The two heuristics used for prioritization are:
- prefer typeclass problems associated with small ranges over typeclass
problems associated with large ranges (I'm pretty confident in this
heuristic)
- do not prefer typeclass problems over other kinds of errors (not as
confident in this heuristic)
This PR removes most cases where an error message explained that it was
"probably due to metavariables," giving more explanation and a hint.
## Example
```
def square x := x * x
```
Before:
```lean4
typeclass instance problem is stuck, it is often due to metavariables
HMul ?m.9 ?m.9 (?m.3 x)
```
After:
```
typeclass instance problem is stuck
HMul ?m.9 ?m.9 (?m.3 x)
Note: Lean will not try to resolve this typeclass instance problem because the
first and second type arguments to `HMul` are metavariables. These arguments
must be fully determined before Lean will try to resolve the typeclass.

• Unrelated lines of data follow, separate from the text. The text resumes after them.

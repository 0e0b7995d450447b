//! Outlier Detection
//!
//! IQR fences: a value is an outlier when it falls outside
//! `[Q1 - k·IQR, Q3 + k·IQR]`. Fences are inclusive, so a value sitting exactly
//! on one is retained.

use crate::percentiles::quartiles;
use serde::{Deserialize, Serialize};

/// Which fence a value crossed
#[derive(Debug, Clone, Copy, PartialEq, Eq, Serialize, Deserialize)]
#[serde(rename_all = "lowercase")]
pub enum BoundSide {
    /// Below `Q1 - k·IQR`
    Lower,
    /// Above `Q3 + k·IQR`
    Upper,
}

/// Inclusive outlier fences
#[derive(Debug, Clone, Copy, PartialEq, Serialize, Deserialize)]
pub struct OutlierBounds {
    /// Lower fence
    pub lower: f64,
    /// Upper fence
    pub upper: f64,
}

impl OutlierBounds {
    /// IQR fences over `samples` with multiplier `k` (1.5 is Tukey's fence)
    ///
    /// ```
    /// # use versus_stats::{BoundSide, OutlierBounds};
    /// let fences = OutlierBounds::iqr(&[1.0, 2.0, 3.0, 4.0, 5.0, 100.0], 1.5);
    /// assert_eq!(fences.violated_by(100.0), Some(BoundSide::Upper));
    /// assert!(fences.contains(5.0));
    /// ```
    pub fn iqr(samples: &[f64], k: f64) -> Self {
        let (q1, q3) = quartiles(samples);
        let spread = q3 - q1;
        Self {
            lower: q1 - k * spread,
            upper: q3 + k * spread,
        }
    }

    /// The fence `value` violates, if any
    pub fn violated_by(&self, value: f64) -> Option<BoundSide> {
        if value < self.lower {
            Some(BoundSide::Lower)
        } else if value > self.upper {
            Some(BoundSide::Upper)
        } else {
            None
        }
    }

    /// Whether `value` lies within the fences
    pub fn contains(&self, value: f64) -> bool {
        self.violated_by(value).is_none()
    }

    /// The numeric value of a fence
    pub fn bound(&self, side: BoundSide) -> f64 {
        match side {
            BoundSide::Lower => self.lower,
            BoundSide::Upper => self.upper,
        }
    }
}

Hint: Adding type annotations and supplying implicit arguments to functions
can give Lean more information for typeclass resolution. For example, if you
have a variable `x` that you intend to be a `Nat`, but Lean reports it as
having an unresolved type like `?m`, replacing `x` with `(x : Nat)` can get
typeclass resolution un-stuck.
```
In addition to providing beginner-and-intermediate-friendly explanation
about **why** typeclass instance problems are treated as "stuck" when
metavariables appear in output positions, this PR provides
potentially-valuable improvement even to expert users: it explains
**which of the typeclass arguments are inputs** and therefore need to be
fully specified before typeclass resolution will be attempted. This
information can be tricky to find otherwise.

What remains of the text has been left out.